How did I get the music? Borrowed the CDs from my PAE classmate Germaine. Its scary how the world is such a small place. Evidently, her sister is a huge Gackt fan. So she lent me a whole bunch of Gackt and Laruku CDs. Now that I've seen the originals, I'm convincede that if I ever have the good fortune to chance upon a windfall, I'll go get all the Gackt CDs available. The cover art and the song booklet and... The entire packaging is great! Its no longer just for the music, but everything. Especially how he addresses his fanclub. Its called DEARS. So yeah. A personal, intimate form of address. Boy does he know how to take advantage of his fans. Haha. Willing. Like I mentioned to Kaen, I'll gladly let him stab me with a knife. Lost cause.
I have a new phone! N6500s. The improved version of my Dad's previous phone. The nice, old, interface. Metal casing. Same weight as my previous phone. Able to take great photos. Sorts my music... Wonderful yeah? I actually wanted to get the W980. I mean, 8GB? And its Sony Ericsson. Nice music quality. The price tag was hefty, however. Something like 6 times the price of my current phone. No way am I paying that much. I'd feel guilty if my parents got it for me. This is as its not really essential to my living. I can survive with another phone, like my current baby. maybe I'll wait until its much cheaper...
"Magic or merriment... Communion with Nimrod..."

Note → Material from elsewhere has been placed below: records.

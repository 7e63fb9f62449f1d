use crate::services::analyzer::{AnalysisResult, AnalyzerSession};
use crate::services::capture::FrameSource;
use crate::services::ocr::OcrEngine;
use serde::Serialize;
use std::sync::atomic::{AtomicBool, AtomicU64, Ordering};
use std::sync::Arc;
use std::time::Duration;
use tokio::sync::Mutex;
use tracing::{info, warn};

/// Counters for one tracking run.
#[derive(Debug, Clone, Default, Serialize)]
pub struct TrackerStats {
    pub passes: u64,
    pub capture_failures: u64,
    pub analysis_failures: u64,
}

struct Shared {
    session: Mutex<AnalyzerSession>,
    latest: parking_lot::Mutex<Option<AnalysisResult>>,
    running: AtomicBool,
    passes: AtomicU64,
    capture_failures: AtomicU64,
    analysis_failures: AtomicU64,
}

/// Background tracking loop: grab a frame, analyze it, publish the result,
/// sleep, repeat until stopped.
pub struct ScoreTracker {
    shared: Arc<Shared>,
    startup_delay: Duration,
    pass_interval: Duration,
    handle: Option<tokio::task::JoinHandle<()>>,
}

impl ScoreTracker {
    pub fn new(session: AnalyzerSession, startup_delay_ms: u64, pass_interval_ms: u64) -> Self {
        Self {
            shared: Arc::new(Shared {
                session: Mutex::new(session),
                latest: parking_lot::Mutex::new(None),
                running: AtomicBool::new(false),
                passes: AtomicU64::new(0),
                capture_failures: AtomicU64::new(0),
                analysis_failures: AtomicU64::new(0),
            }),
            startup_delay: Duration::from_millis(startup_delay_ms),
            pass_interval: Duration::from_millis(pass_interval_ms),
            handle: None,
        }
    }

    /// Spawn the tracking loop. Does nothing if it is already running.
    pub fn start<S, O>(&mut self, mut source: S, ocr: O)
    where
        S: FrameSource + 'static,
        O: OcrEngine + 'static,
    {
        if self.shared.running.swap(true, Ordering::SeqCst) {
            return;
        }
        info!("tracking started");

        let shared = self.shared.clone();
        let startup_delay = self.startup_delay;
        let pass_interval = self.pass_interval;

        self.handle = Some(tokio::spawn(async move {
            tokio::time::sleep(startup_delay).await;

            while shared.running.load(Ordering::SeqCst) {
                match source.frame() {
                    Ok(frame) => {
                        let mut session = shared.session.lock().await;
                        match session.analyze(&frame, &ocr) {
                            Ok(result) => {
                                shared.passes.fetch_add(1, Ordering::SeqCst);
                                *shared.latest.lock() = Some(result);
                            }
                            Err(e) => {
                                shared.analysis_failures.fetch_add(1, Ordering::SeqCst);
                                warn!(error = %e, "analysis pass failed");
                            }
                        }
                    }
                    Err(e) => {
                        shared.capture_failures.fetch_add(1, Ordering::SeqCst);
                        warn!(error = %e, "frame capture failed");
                    }
                }
                tokio::time::sleep(pass_interval).await;
            }
            info!("tracking stopped");
        }));
    }

    /// Signal the loop to stop and wait for the in-flight pass to finish.
    pub async fn stop(&mut self) {
        self.shared.running.store(false, Ordering::SeqCst);
        if let Some(handle) = self.handle.take() {
            let _ = handle.await;
        }
    }

    pub fn is_running(&self) -> bool {
        self.shared.running.load(Ordering::SeqCst)
    }

    /// Most recent completed analysis, if any.
    pub fn latest(&self) -> Option<AnalysisResult> {
        self.shared.latest.lock().clone()
    }

    pub fn stats(&self) -> TrackerStats {
        TrackerStats {
            passes: self.shared.passes.load(Ordering::SeqCst),
            capture_failures: self.shared.capture_failures.load(Ordering::SeqCst),
            analysis_failures: self.shared.analysis_failures.load(Ordering::SeqCst),
        }
    }

    /// Stop the loop, clear the published result and the session caches.
    pub async fn reset(&mut self) {
        self.stop().await;
        self.shared.session.lock().await.reset();
        *self.shared.latest.lock() = None;
    }
}
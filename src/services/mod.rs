pub mod analyzer;
pub mod capture;
pub mod condition;
pub mod detector;
pub mod matcher;
pub mod nms;
pub mod ocr;
pub mod rarity;
pub mod score;
pub mod templates;
pub mod tracker;
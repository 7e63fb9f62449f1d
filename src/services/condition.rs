use crate::models::config::Strictness;
use regex::Regex;
use std::sync::OnceLock;
use tracing::debug;

const ORDINALS: [&str; 5] = ["first", "second", "third", "fourth", "fifth"];

fn roll_re() -> &'static Regex {
    static RE: OnceLock<Regex> = OnceLock::new();
    RE.get_or_init(|| Regex::new(r"roll(?:s)?\s*a\s*(\d+)").unwrap())
}

fn add_up_re() -> &'static Regex {
    static RE: OnceLock<Regex> = OnceLock::new();
    RE.get_or_init(|| Regex::new(r"add(?:s)?\s*up\s*to\s*(\d+)").unwrap())
}

/// Decides whether a parsed condition holds for the current dice.
///
/// Rules are checked in a fixed order; the first one whose keyword appears
/// in the condition decides the outcome. A condition no rule understands is
/// treated as satisfied by default so an OCR misread never silently zeroes
/// a bonus - `Strictness::FailClosed` flips that.
#[derive(Debug, Clone)]
pub struct ConditionEvaluator {
    strictness: Strictness,
}

impl ConditionEvaluator {
    pub fn new(strictness: Strictness) -> Self {
        Self { strictness }
    }

    pub fn evaluate(&self, condition: &str, dice: &[u8]) -> bool {
        let text = condition.trim().to_lowercase();
        if text.is_empty() {
            return true;
        }
        // "Prevents ..." describes a passive shield, always in force
        if text.starts_with("prevents") {
            return true;
        }

        let targets = extract_targets(&text);

        if text.contains("match") {
            return check_match(&targets, dice);
        }
        if let Some(caps) = roll_re().captures(&text) {
            let value: u8 = match caps[1].parse() {
                Ok(v) => v,
                Err(_) => return self.fallback(condition),
            };
            return check_roll(&targets, dice, value);
        }
        if let Some(caps) = add_up_re().captures(&text) {
            let total: u32 = match caps[1].parse() {
                Ok(v) => v,
                Err(_) => return self.fallback(condition),
            };
            return check_sum(&targets, dice, total);
        }
        if text.contains("consecutive") {
            return check_consecutive(&targets, dice);
        }
        // Parity needs the full phrase; a bare "even"/"odd" substring
        // ("prevents", "seventh") is not a parity clause
        if text.contains("even number") {
            return check_parity(&targets, dice, 0);
        }
        if text.contains("odd number") {
            return check_parity(&targets, dice, 1);
        }

        self.fallback(condition)
    }

    fn fallback(&self, condition: &str) -> bool {
        debug!(condition, "unrecognized condition, applying strictness default");
        matches!(self.strictness, Strictness::FailOpen)
    }
}

/// Which dice a condition talks about, as zero-based indices.
fn extract_targets(text: &str) -> Vec<usize> {
    if text.contains("all three") || text.contains("all 3") || text.contains("the three") {
        return vec![0, 1, 2];
    }

    let mut targets: Vec<usize> = Vec::new();
    for (index, ordinal) in ORDINALS.iter().enumerate() {
        if text.contains(ordinal) && !targets.contains(&index) {
            targets.push(index);
        }
    }
    if targets.is_empty() && (add_up_re().is_match(text) || text.contains("consecutive")) {
        // Aggregate conditions default to the whole roll
        return vec![0, 1, 2];
    }
    targets
}

/// Values of the target dice, or None when any target is missing.
fn target_values(targets: &[usize], dice: &[u8]) -> Option<Vec<u8>> {
    targets.iter().map(|&i| dice.get(i).copied()).collect()
}

fn check_match(targets: &[usize], dice: &[u8]) -> bool {
    if targets.len() < 2 {
        return false;
    }
    match target_values(targets, dice) {
        Some(values) => values.windows(2).all(|w| w[0] == w[1]),
        None => false,
    }
}

fn check_roll(targets: &[usize], dice: &[u8], value: u8) -> bool {
    if targets.is_empty() {
        return dice.contains(&value);
    }
    match target_values(targets, dice) {
        Some(values) => values.iter().all(|&v| v == value),
        None => false,
    }
}

fn check_sum(targets: &[usize], dice: &[u8], total: u32) -> bool {
    match target_values(targets, dice) {
        Some(values) => values.iter().map(|&v| v as u32).sum::<u32>() >= total,
        None => false,
    }
}

fn check_consecutive(targets: &[usize], dice: &[u8]) -> bool {
    let Some(mut values) = target_values(targets, dice) else {
        return false;
    };
    if values.len() < 2 {
        return false;
    }
    values.sort_unstable();
    values.windows(2).all(|w| w[1] == w[0] + 1)
}

fn check_parity(targets: &[usize], dice: &[u8], remainder: u8) -> bool {
    if targets.is_empty() {
        return dice.iter().any(|&v| v % 2 == remainder);
    }
    match target_values(targets, dice) {
        Some(values) => !values.is_empty() && values.iter().all(|&v| v % 2 == remainder),
        None => false,
    }
}
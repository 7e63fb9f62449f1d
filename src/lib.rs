//! Real-time score tracking for Mystic Frontier dice rounds.
//!
//! A tracking session grabs frames from a [`FrameSource`], finds the three
//! rolled dice and any site bonus icons by multi-scale template matching,
//! reads the round's rule text through an [`OcrEngine`], and folds it all
//! into a [`ScoreBreakdown`]. The heavy lifting lives in
//! [`services::analyzer`]; [`services::tracker`] wraps it in a background
//! loop with caching so steady frames cost almost nothing.

pub mod models;
pub mod services;

pub use models::config::{AnalyzerConfig, Strictness};
pub use models::detection::{DieFace, Rarity, SiteIcon, SiteKind};
pub use models::effect::{EvaluatedEffect, ParsedEffect, ScoreBreakdown};
pub use models::roi::{RegionLayout, Roi, RoiPct};
pub use services::analyzer::{AnalysisResult, AnalyzerSession};
pub use services::capture::FrameSource;
pub use services::ocr::{OcrEngine, OcrParams};
pub use services::templates::TemplateLibrary;
pub use services::tracker::{ScoreTracker, TrackerStats};

/// Install the default tracing subscriber. Call once at startup; a second
/// call is ignored.
pub fn init_logging() {
    let _ = tracing_subscriber::fmt()
        .with_env_filter(
            tracing_subscriber::EnvFilter::try_from_default_env()
                .unwrap_or_else(|_| tracing_subscriber::EnvFilter::new("info")),
        )
        .try_init();
}
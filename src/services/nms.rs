use crate::models::detection::Candidate;

/// Greedy non-maximum suppression.
///
/// Candidates are sorted by score descending (the sort is stable, so equal
/// scores keep their insertion order) and the best remaining box suppresses
/// every later box overlapping it by more than `iou_threshold`. Running the
/// result through again yields the same set.
pub fn suppress(candidates: Vec<Candidate>, iou_threshold: f64) -> Vec<Candidate> {
    if candidates.is_empty() {
        return candidates;
    }

    let mut sorted = candidates;
    sorted.sort_by(|a, b| b.score.partial_cmp(&a.score).unwrap_or(std::cmp::Ordering::Equal));

    let mut active = vec![true; sorted.len()];
    let mut selected = Vec::new();

    for i in 0..sorted.len() {
        if !active[i] {
            continue;
        }
        for j in (i + 1)..sorted.len() {
            if active[j] && sorted[i].bbox.iou(&sorted[j].bbox) > iou_threshold {
                active[j] = false;
            }
        }
        selected.push(sorted[i].clone());
    }

    selected
}
pub mod engine;
pub mod parser;
pub mod preprocess;

pub use engine::{OcrEngine, OcrParams};
pub use parser::parse_effects;
pub use preprocess::TextPreprocessor;
use image::DynamicImage;

/// Recognition settings handed to the engine with every request.
#[derive(Debug, Clone, PartialEq)]
pub struct OcrParams {
    /// Characters the engine may emit; everything else is dropped
    pub char_whitelist: String,
    /// Treat the input as a single uniform block of text
    pub single_block: bool,
}

impl Default for OcrParams {
    fn default() -> Self {
        Self {
            char_whitelist:
                "abcdefghijklmnopqrstuvwxyzABCDEFGHIJKLMNOPQRSTUVWXYZ0123456789:,.+- ".to_string(),
            single_block: true,
        }
    }
}

/// Text recognition backend. The engine itself (tesseract or otherwise)
/// lives outside this crate; implementations own their worker lifecycle
/// and are expected to stay warm between calls.
pub trait OcrEngine: Send + Sync {
    /// Recognize text in an already-preprocessed image
    fn recognize(&self, image: &DynamicImage, params: &OcrParams) -> Result<String, String>;

    /// Whether the backend is ready to serve requests
    fn is_available(&self) -> bool {
        true
    }
}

Wednesday, 24 December 2008
Returning
Returner ~ Yami no Shuuen~ by Gackt
Goodness. I'm in love with Gackt again. Not that I've abandoned my half completed Laruku shrine... But watch the video above. Singing about love in the midst of battle. Its seriously impressive, although it sounds strange when I put it in writing. Oh well. It does not matter whether or not you are a Gackt fan. The sheer depth of feeling conveyed is sufficient to convince you that Gackt is a genius. And that he looks hot. In a smothering, depressed hero kind of way. Lol. From his Furinkazan stint? Oh. New single is called Jesus. I wonder if the Japanese are rediscovering Christianity. hyde's music has been increasingly religious too. Still, Returner and Mizerable are my absolute favourites. For me, I like Gackt because of his ability to convert his soft-spoken voice into really haunting vocals. His voice is not powerful, well at least from the PVs and CDs, but it sticks in your head. The music is also amazing enough for the tune to just keep replaying. The visual feast that is his PV does not hurt either :) Guess its from his VKei roots...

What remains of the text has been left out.